Caveman: Cut Claude API Token Usage by 75%

The tagline says it all: “Why use so many token when few do trick?”

Caveman is a Claude Code skill plugin from JuliusBrussee that claims to cut roughly 75% of Claude’s output tokens without losing technical accuracy, and it’s sitting at 31.6k GitHub stars right now. That’s not a typo. For a prompt-engineering utility that does exactly one job, that number is genuinely hard to argue with.

Here’s the short version of what it does: you install it in one line, you pick a grunt level, and your AI coding assistant starts talking like a cavewoman who learned to code. Fewer tokens out means less API spend and faster responses. If you’re burning through Claude API credits on verbose explanations nobody asked for, Caveman is aimed at you.

The plugin slots into Claude Code, Cursor, Windsurf, Copilot, and a handful of other tools. One-line install. That’s the pitch.

Grunts on a Spectrum

The “four grunt levels” thing is where Caveman gets interesting as a design choice. Most token-reduction tools are binary: you either apply some compression or you don’t. Caveman gives you a dial. According to the repo, the grunt levels range from slightly terse to something approaching full caveman-mode, where the AI is basically stripping prose down to the functional minimum.

This matters more than it sounds. There are workflows where you want a complete explanation with context, and there are workflows where you just want the function signature and the error fixed. The fact that Caveman doesn’t force you to choose one mode permanently is a real usability decision, not a gimmick.

It also ships with terse commit generation and one-line PR reviews built in. Commit messages are one of those things that AI assistants tend to absolutely over-engineer, producing three-paragraph summaries for a two-line fix. Trimming that down is a legitimate quality-of-life improvement for anyone doing code review at speed.

Input compression is also in the feature set, which means it’s not just squashing output. It’s compressing what goes in too. That’s a broader token-efficiency story than just “make the AI shut up faster.”

The Actual Technical Argument

Let me be specific about why 75% token reduction is worth taking seriously as a claim.

Large language model APIs like Claude charge by token, both input and output. For developers using AI-assisted coding in any serious volume, output tokens from a verbose assistant can add up fast, especially when the model insists on explaining its reasoning in complete paragraphs before giving you the three lines of code you actually needed. If Caveman’s number holds, you’re looking at potentially cutting a meaningful chunk of API costs for teams that run these tools heavily.
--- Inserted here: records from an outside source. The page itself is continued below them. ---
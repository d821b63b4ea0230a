//! Concurrency control: permit pool, exchange registry, bounded job runs.

use std::collections::HashMap;
use std::future::Future;
use std::sync::{Arc, Mutex, MutexGuard};

use tokio::sync::{OwnedSemaphorePermit, Semaphore};
use tokio_util::sync::CancellationToken;
use uuid::Uuid;

use crate::error::TransportError;

/// Correlation id for one exchange.
#[derive(Debug, Clone, Copy, PartialEq, Eq, Hash, serde::Serialize, serde::Deserialize)]
pub struct RequestId(Uuid);

impl RequestId {
    pub fn new() -> Self {
        Self(Uuid::new_v4())
    }
}

impl Default for RequestId {
    fn default() -> Self {
        Self::new()
    }
}

impl std::fmt::Display for RequestId {
    fn fmt(&self, f: &mut std::fmt::Formatter<'_>) -> std::fmt::Result {
        self.0.fmt(f)
    }
}

/// A held concurrency slot. Dropping it releases the slot.
pub struct ExchangePermit {
    _permit: OwnedSemaphorePermit,
}

/// Counting permit pool. Waiters are served strictly in arrival order, so
/// no caller starves.
#[derive(Debug, Clone)]
pub struct PermitPool {
    semaphore: Arc<Semaphore>,
}

impl PermitPool {
    pub fn new(permits: usize) -> Self {
        Self {
            semaphore: Arc::new(Semaphore::new(permits.max(1))),
        }
    }

    /// Wait for a free slot.
    pub async fn acquire(&self) -> Result<ExchangePermit, TransportError> {
        let permit = self
            .semaphore
            .clone()
            .acquire_owned()
            .await
            .map_err(|e| TransportError::unknown(format!("permit pool closed: {e}")))?;
        Ok(ExchangePermit { _permit: permit })
    }

    pub fn available(&self) -> usize {
        self.semaphore.available_permits()
    }
}

/// Run every job through a pool of `limit` permits.
///
/// Results come back aligned with the input order. A failing job records
/// its error in its own slot and never aborts or cancels siblings.
pub async fn run_bounded<T, E, Fut>(jobs: Vec<Fut>, limit: usize) -> Vec<Result<T, E>>
where
    Fut: Future<Output = Result<T, E>>,
{
    let semaphore = Arc::new(Semaphore::new(limit.max(1)));
    let bounded = jobs.into_iter().map(|job| {
        let semaphore = semaphore.clone();
        async move {
            // The semaphore lives for the duration of this call and is
            // never closed, so a failed acquire cannot happen in practice;
            // falling through just runs the job unbounded.
            let _permit = semaphore.acquire_owned().await.ok();
            job.await
        }
    });
    futures::future::join_all(bounded).await
}

/// Tracks in-flight exchanges by correlation id so any one of them, or all
/// of them, can be cancelled.
///
/// Entries are removed immediately on completion or cancellation. Owned by
/// a client/orchestrator instance, never global.
#[derive(Debug, Default)]
pub struct ExchangeRegistry {
    entries: Mutex<HashMap<RequestId, CancellationToken>>,
}

impl ExchangeRegistry {
    pub fn new() -> Self {
        Self::default()
    }

    /// Issue a correlation id and cancellation token for a new exchange.
    pub fn register(&self) -> (RequestId, CancellationToken) {
        let id = RequestId::new();
        let token = CancellationToken::new();
        self.lock_entries().insert(id, token.clone());
        (id, token)
    }

    /// Remove a completed exchange. No-op when already gone.
    pub fn deregister(&self, id: RequestId) {
        self.lock_entries().remove(&id);
    }

    /// Cancel one exchange. Returns whether it was still in flight.
    pub fn cancel(&self, id: RequestId) -> bool {
        match self.lock_entries().remove(&id) {
            Some(token) => {
                token.cancel();
                true
            }
            None => false,
        }
    }

    /// Cancel every in-flight exchange.
    pub fn cancel_all(&self) {
        for (_, token) in self.lock_entries().drain() {
            token.cancel();
        }
    }

    pub fn in_flight(&self) -> usize {
        self.lock_entries().len()
    }

    fn lock_entries(&self) -> MutexGuard<'_, HashMap<RequestId, CancellationToken>> {
        // Nothing panics while holding this lock; recover a poisoned guard
        // rather than propagating the panic.
        match self.entries.lock() {
            Ok(guard) => guard,
            Err(poisoned) => poisoned.into_inner(),
        }
    }
}

#[cfg(test)]
mod tests {
    use super::*;
    use std::sync::atomic::{AtomicUsize, Ordering};
    use std::time::Duration;

    #[tokio::test]
    async fn run_bounded_never_exceeds_the_limit() {
        let current = Arc::new(AtomicUsize::new(0));
        let peak = Arc::new(AtomicUsize::new(0));

        let jobs: Vec<_> = (0..10)
            .map(|i| {
                let current = current.clone();
                let peak = peak.clone();
                async move {
                    let now = current.fetch_add(1, Ordering::SeqCst) + 1;
                    peak.fetch_max(now, Ordering::SeqCst);
                    tokio::time::sleep(Duration::from_millis(10)).await;
                    current.fetch_sub(1, Ordering::SeqCst);
                    Ok::<usize, TransportError>(i)
                }
            })
            .collect();

        let results = run_bounded(jobs, 3).await;
        assert_eq!(results.len(), 10);
        assert!(peak.load(Ordering::SeqCst) <= 3, "limit exceeded");
    }

    #[tokio::test]
    async fn one_failing_job_does_not_stop_the_others() {
        let jobs: Vec<_> = (0..10)
            .map(|i| async move {
                if i == 4 {
                    Err(TransportError::network("boom"))
                } else {
                    Ok(i)
                }
            })
            .collect();

        let results = run_bounded(jobs, 3).await;
        assert_eq!(results.len(), 10);
        assert!(results[4].is_err());
        let ok_count = results.iter().filter(|r| r.is_ok()).count();
        assert_eq!(ok_count, 9);
        // Alignment with the input order.
        assert_eq!(*results[7].as_ref().unwrap(), 7);
    }

    #[tokio::test]
    async fn permits_release_on_drop() {
        let pool = PermitPool::new(2);
        let a = pool.acquire().await.unwrap();
        let _b = pool.acquire().await.unwrap();
        assert_eq!(pool.available(), 0);
        drop(a);
        assert_eq!(pool.available(), 1);
    }

    #[tokio::test]
    async fn cancelling_one_exchange_leaves_others_alone() {
        let registry = ExchangeRegistry::new();
        let (id_a, token_a) = registry.register();
        let (_id_b, token_b) = registry.register();

        assert!(registry.cancel(id_a));
        assert!(token_a.is_cancelled());
        assert!(!token_b.is_cancelled());
        assert_eq!(registry.in_flight(), 1);

        // Cancelling again is a no-op.
        assert!(!registry.cancel(id_a));
    }

    #[tokio::test]
    async fn cancel_all_clears_the_registry() {
        let registry = ExchangeRegistry::new();
        let (_, token_a) = registry.register();
        let (_, token_b) = registry.register();
        registry.cancel_all();
        assert!(token_a.is_cancelled());
        assert!(token_b.is_cancelled());
        assert_eq!(registry.in_flight(), 0);
    }
}
//! Terminal UI layer for the order dashboard.
//!
//! Provides themes, the header, sidebar menu and chart components, the table
//! and dashboard views, and the application event loop built on top of
//! [`ratatui`].

pub mod app;
pub mod components;
pub mod dashboard_view;
pub mod table_view;
pub mod themes;

pub use dashboard_core as core;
The repo has 1.5k forks and 140 commits as of today, April 15, 2026. That’s a project with real contributor activity, not a demo someone posted and forgot. The fact that it’s a SKILL.md-based implementation means the mechanism is a structured prompt system that the LLM treats as behavioral instructions, not a wrapper that intercepts and rewrites API calls. It’s elegant in a weird, low-tech way. You’re not patching anything. You’re just handing the model a personality spec.

The most recent commit, which synced SKILL.md copies and auto-activation rules, shows the project is still actively maintained. That’s a good sign.

The Broader Context for This Kind of Tool

There’s a whole class of tools emerging right now that exist specifically because foundation model defaults are too chatty. The models are trained to be helpful, and “helpful” in RLHF-land often means thorough, which means long. For developers, thoroughness is frequently the enemy of flow state. You want the answer, not the explanation of why the answer is correct.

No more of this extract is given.